### DIRECTIONS FOR THIS TASK
Go through the entries below line by line and tally those holding "contains"; write only the tally.

Records from a data source
++++

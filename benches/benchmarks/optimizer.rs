use criterion::{criterion_group, Criterion};

use glyph_dict_codec::optimizer::{init_dictionary, optimize};

use crate::benchmarks::get_font;

fn optimization_benchmark(c: &mut Criterion) {
    let mut datafile = get_font();
    init_dictionary(&mut datafile);

    let mut group = c.benchmark_group("optimizer benchmark");
    group.sample_size(10);
    group.bench_function("optimize 10 iterations", |b| {
        b.iter(|| {
            let mut trial = datafile.clone();
            optimize(&mut trial, 10);
            trial
        })
    });
}

criterion_group! {
    name = optimizer_benches;
    config = Criterion::default();
    targets = optimization_benchmark
}
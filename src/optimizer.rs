use std::collections::HashSet;

use log::debug;
use rand::rngs::SmallRng;
use rand::{Rng, SeedableRng};

use crate::codec::encoder::encode_font;
use crate::font::{DataFile, DictEntry};
use crate::BitString;

/// Picks a random substring among all the glyphs in the datafile: a random
/// glyph, a random length in `2..=len`, and a random start position.
///
/// # Panics
///
/// Panics if the datafile has no glyphs, or a glyph holds fewer than two
/// bits. Both would make the whole optimization pointless.
pub fn random_substring(datafile: &DataFile, rng: &mut SmallRng) -> BitString {
    let index = rng.gen_range(0..datafile.glyph_count());
    let bits = &datafile.glyph_entry(index).data;

    let length = rng.gen_range(2..=bits.len());
    let start = rng.gen_range(0..=bits.len() - length);

    bits[start..start + length].to_bitvec()
}

/// Applies `mutate` to slot `index` of a trial copy, re-encodes, and commits
/// the mutation when the output shrinks. Returns the bytes saved, which are
/// also recorded as the slot's new score.
///
/// Every operator funnels through here, so the acceptance rule lives in one
/// place: strictly smaller wins, ties and regressions leave the datafile
/// untouched.
fn try_mutation(
    datafile: &mut DataFile,
    size: &mut usize,
    index: usize,
    mutate: impl FnOnce(&mut DictEntry),
) -> Option<usize> {
    let mut entry = datafile.dictionary_entry(index).clone();
    mutate(&mut entry);

    let mut trial = datafile.clone();
    trial.set_dictionary_entry(index, entry.clone());

    let newsize = encode_font(&trial).encoded_size();
    if newsize >= *size {
        return None;
    }

    let saved = *size - newsize;
    entry.score = saved;
    datafile.set_dictionary_entry(index, entry);
    *size = newsize;
    Some(saved)
}

/// Tries to replace the worst dictionary entry with a random substring.
pub fn optimize_worst(datafile: &mut DataFile, size: &mut usize, rng: &mut SmallRng) {
    let worst = datafile.low_score_index();
    let substring = random_substring(datafile, rng);

    if let Some(saved) = try_mutation(datafile, size, worst, |entry| {
        entry.replacement = substring;
    }) {
        debug!("worst: replaced slot {}, saved {} bytes", worst, saved);
    }
}

/// Tries to replace a random dictionary entry with a random substring.
pub fn optimize_any(datafile: &mut DataFile, size: &mut usize, rng: &mut SmallRng) {
    let index = rng.gen_range(0..DataFile::DICT_SIZE);
    let substring = random_substring(datafile, rng);

    if let Some(saved) = try_mutation(datafile, size, index, |entry| {
        entry.replacement = substring;
    }) {
        debug!("any: replaced slot {}, saved {} bytes", index, saved);
    }
}

/// Tries to grow a random dictionary entry by a few random bits, prepended
/// or appended one at a time.
pub fn optimize_expand(datafile: &mut DataFile, size: &mut usize, rng: &mut SmallRng) {
    let index = rng.gen_range(0..DataFile::DICT_SIZE);
    let count = rng.gen_range(1..=10);

    let mut grown = datafile.dictionary_entry(index).replacement.clone();
    for _ in 0..count {
        let bit = rng.gen_range(0..2) == 1;
        let prepend = rng.gen_range(0..2) == 1;

        match prepend {
            true => grown.insert(0, bit),
            false => grown.push(bit),
        }
    }

    if let Some(saved) = try_mutation(datafile, size, index, |entry| {
        entry.replacement = grown;
    }) {
        debug!(
            "expand: slot {} grew by {} bits, saved {} bytes",
            index, count, saved
        );
    }
}

/// Tries to shave bits off both ends of a random dictionary entry. The tail
/// erase always spares the entry's final bit.
pub fn optimize_trim(datafile: &mut DataFile, size: &mut usize, rng: &mut SmallRng) {
    let index = rng.gen_range(0..DataFile::DICT_SIZE);
    let length = datafile.dictionary_entry(index).replacement.len();
    if length <= 2 {
        return;
    }

    let bound = (length / 2).min(5);
    let start = rng.gen_range(0..=bound);
    let end = rng.gen_range(0..=bound);

    if let Some(saved) = try_mutation(datafile, size, index, |entry| {
        if start > 0 {
            entry.replacement.drain(..start);
        }
        if end > 0 {
            let len = entry.replacement.len();
            entry.replacement.drain(len - end..len - 1);
        }
    }) {
        debug!(
            "trim: slot {} trimmed by {} head / {} tail, saved {} bytes",
            index, start, end, saved
        );
    }
}

/// Tries to flip a random dictionary entry between RLE and ref coding.
pub fn optimize_refdict(datafile: &mut DataFile, size: &mut usize, rng: &mut SmallRng) {
    let index = rng.gen_range(0..DataFile::DICT_SIZE);

    if let Some(saved) = try_mutation(datafile, size, index, |entry| {
        entry.ref_encode = !entry.ref_encode;
    }) {
        debug!("refdict: toggled slot {}, saved {} bytes", index, saved);
    }
}

/// Tries to overwrite the worst slot with the concatenation of two random
/// entries, coded as a reference into both halves.
pub fn optimize_combine(datafile: &mut DataFile, size: &mut usize, rng: &mut SmallRng) {
    let worst = datafile.low_score_index();
    let first = rng.gen_range(0..DataFile::DICT_SIZE);
    let second = rng.gen_range(0..DataFile::DICT_SIZE);

    let mut combined = datafile.dictionary_entry(first).replacement.clone();
    combined.extend_from_bitslice(&datafile.dictionary_entry(second).replacement);

    if let Some(saved) = try_mutation(datafile, size, worst, |entry| {
        *entry = DictEntry {
            replacement: combined,
            ref_encode: true,
            score: 0,
        };
    }) {
        debug!(
            "combine: slots {} + {} replaced {}, saved {} bytes",
            first, second, worst, saved
        );
    }
}

/// Drops a handful of random entries, then tries to refill the dictionary
/// with 25 rounds of the cheaper operators. Commits all-or-nothing, so a
/// failed jump costs nothing but time.
pub fn optimize_bigjump(datafile: &mut DataFile, size: &mut usize, rng: &mut SmallRng) {
    let mut trial = datafile.clone();
    let dropcount = rng.gen_range(1..=20);

    for _ in 0..dropcount {
        let index = rng.gen_range(0..DataFile::DICT_SIZE);
        let mut entry = trial.dictionary_entry(index).clone();
        entry.replacement.clear();
        entry.score = 0;
        trial.set_dictionary_entry(index, entry);
    }

    let mut newsize = encode_font(&trial).encoded_size();

    for _ in 0..25 {
        optimize_worst(&mut trial, &mut newsize, rng);
        optimize_any(&mut trial, &mut newsize, rng);
        optimize_expand(&mut trial, &mut newsize, rng);
        optimize_refdict(&mut trial, &mut newsize, rng);
        optimize_combine(&mut trial, &mut newsize, rng);
    }

    if newsize < *size {
        debug!(
            "bigjump: dropped {} entries, saved {} bytes",
            dropcount,
            *size - newsize
        );
        *datafile = trial;
        *size = newsize;
    }
}

/// Re-scores every slot by measuring what removing it would cost, against a
/// baseline taken once at the start of the sweep. Entries whose removal
/// would not grow the output are not earning their keep and are cleared.
pub fn update_scores(datafile: &mut DataFile) {
    let oldsize = encode_font(datafile).encoded_size();

    for index in 0..DataFile::DICT_SIZE {
        let mut trial = datafile.clone();
        trial.set_dictionary_entry(index, DictEntry::default());
        let newsize = encode_font(&trial).encoded_size();

        if newsize > oldsize {
            let mut entry = datafile.dictionary_entry(index).clone();
            entry.score = newsize - oldsize;
            datafile.set_dictionary_entry(index, entry);
        } else {
            if !datafile.dictionary_entry(index).replacement.is_empty() {
                debug!(
                    "scores: dropped slot {}, was costing {} bytes",
                    index,
                    oldsize - newsize
                );
            }
            datafile.set_dictionary_entry(index, DictEntry::default());
        }
    }
}

/// Seeds every dictionary slot with a substring sampled from the glyphs.
///
/// A substring is only added once it has been drawn a second time, which
/// cheaply biases the initial dictionary towards patterns that actually
/// recur in the font.
pub fn init_dictionary(datafile: &mut DataFile) {
    let mut rng = SmallRng::seed_from_u64(datafile.seed() as u64);

    let mut seen_substrings: HashSet<BitString> = HashSet::new();
    let mut added_substrings: HashSet<BitString> = HashSet::new();

    let mut index = 0;
    while index < DataFile::DICT_SIZE {
        let substring = random_substring(datafile, &mut rng);

        if !seen_substrings.contains(&substring) {
            seen_substrings.insert(substring);
        } else if !added_substrings.contains(&substring) {
            datafile.set_dictionary_entry(
                index,
                DictEntry {
                    replacement: substring.clone(),
                    ref_encode: false,
                    score: 0,
                },
            );
            added_substrings.insert(substring);
            index += 1;
        }
    }
}

/// Runs `iterations` rounds of the mutation operators over the dictionary,
/// keeping every mutation that strictly shrinks the encoded output.
///
/// Scores are refreshed once on entry. After the loop the RNG's next draw
/// is stored back as the datafile's seed, so consecutive runs continue the
/// same deterministic sequence instead of replaying it.
pub fn optimize(datafile: &mut DataFile, iterations: usize) {
    let mut rng = SmallRng::seed_from_u64(datafile.seed() as u64);

    update_scores(datafile);

    let mut size = encode_font(datafile).encoded_size();

    for _ in 0..iterations {
        optimize_worst(datafile, &mut size, &mut rng);
        optimize_any(datafile, &mut size, &mut rng);
        optimize_expand(datafile, &mut size, &mut rng);
        optimize_trim(datafile, &mut size, &mut rng);
        optimize_refdict(datafile, &mut size, &mut rng);
        optimize_combine(datafile, &mut size, &mut rng);
    }

    datafile.set_seed(rng.gen());
}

++++

### ANSWER
2